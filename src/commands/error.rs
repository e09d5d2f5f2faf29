//! Command outcomes and error mapping.

use thiserror::Error;

use crate::domain::DomainError;
use crate::forms::FormError;
use crate::routes;

pub type CommandResult<T> = Result<T, CommandError>;

/// Successful POST outcome: send the client elsewhere
#[derive(Debug, Clone, PartialEq, Eq)]
pub struct Redirect {
    pub location: String,
}

impl Redirect {
    pub fn to(location: impl Into<String>) -> Self {
        Self {
            location: location.into(),
        }
    }
}

#[derive(Debug, Clone, PartialEq, Eq, Error)]
pub enum CommandError {
    /// Anonymous request; `location` is the login page with `?next=`
    #[error("Login required, redirecting to {location}")]
    LoginRequired { location: String },

    /// Absent or someone else's; never says which
    #[error("Not found")]
    NotFound,

    /// Rejected input, re-presented to the user; nothing was changed
    #[error("Invalid input: {0}")]
    Invalid(FormError),

    #[error("Internal error: {0}")]
    Internal(String),
}

impl CommandError {
    /// HTTP status code for this outcome
    pub fn status(&self) -> u16 {
        match self {
            CommandError::LoginRequired { .. } => 302,
            CommandError::NotFound => 404,
            CommandError::Invalid(_) => 400,
            CommandError::Internal(_) => 500,
        }
    }

    /// Map a domain error, sending anonymous requests to `login_url`
    ///
    /// There is no `From<DomainError>`: the login page comes from config, so
    /// every handler maps through here with it.
    pub fn from_domain(err: DomainError, login_url: &str) -> Self {
        match err {
            DomainError::AuthenticationRequired { next } => CommandError::LoginRequired {
                location: routes::login_redirect(login_url, &next),
            },
            DomainError::NotFound(_) => CommandError::NotFound,
            DomainError::InvalidInput(message) => CommandError::Invalid(FormError {
                field: "form".to_string(),
                message,
                submitted: None,
            }),
            DomainError::Internal(message) => CommandError::Internal(message),
        }
    }
}

impl From<FormError> for CommandError {
    fn from(err: FormError) -> Self {
        CommandError::Invalid(err)
    }
}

What needs to be done: Transcribe the listing in full, line by line.

Solution:
filename src/commands/error.rs
repository e09d5d2f5f2faf29
//! Command outcomes and error mapping.

use thiserror::Error;

use crate::domain::DomainError;
use crate::forms::FormError;
use crate::routes;

pub type CommandResult<T> = Result<T, CommandError>;

/// Successful POST outcome: send the client elsewhere
#[derive(Debug, Clone, PartialEq, Eq)]
pub struct Redirect {
    pub location: String,
}

impl Redirect {
    pub fn to(location: impl Into<String>) -> Self {
        Self {
            location: location.into(),
        }
    }
}

#[derive(Debug, Clone, PartialEq, Eq, Error)]
pub enum CommandError {
    /// Anonymous request; `location` is the login page with `?next=`
    #[error("Login required, redirecting to {location}")]
    LoginRequired { location: String },

    /// Absent or someone else's; never says which
    #[error("Not found")]
    NotFound,

    /// Rejected input, re-presented to the user; nothing was changed
    #[error("Invalid input: {0}")]
    Invalid(FormError),

    #[error("Internal error: {0}")]
    Internal(String),
}

impl CommandError {
    /// HTTP status code for this outcome
    pub fn status(&self) -> u16 {
        match self {
            CommandError::LoginRequired { .. } => 302,
            CommandError::NotFound => 404,
            CommandError::Invalid(_) => 400,
            CommandError::Internal(_) => 500,
        }
    }

    /// Map a domain error, sending anonymous requests to `login_url`
    ///
    /// There is no `From<DomainError>`: the login page comes from config, so
    /// every handler maps through here with it.
    pub fn from_domain(err: DomainError, login_url: &str) -> Self {
        match err {
            DomainError::AuthenticationRequired { next } => CommandError::LoginRequired {
                location: routes::login_redirect(login_url, &next),
            },
            DomainError::NotFound(_) => CommandError::NotFound,
            DomainError::InvalidInput(message) => CommandError::Invalid(FormError {
                field: "form".to_string(),
                message,
                submitted: None,
            }),
            DomainError::Internal(message) => CommandError::Internal(message),
        }
    }
}

impl From<FormError> for CommandError {
    fn from(err: FormError) -> Self {
        CommandError::Invalid(err)
    }
}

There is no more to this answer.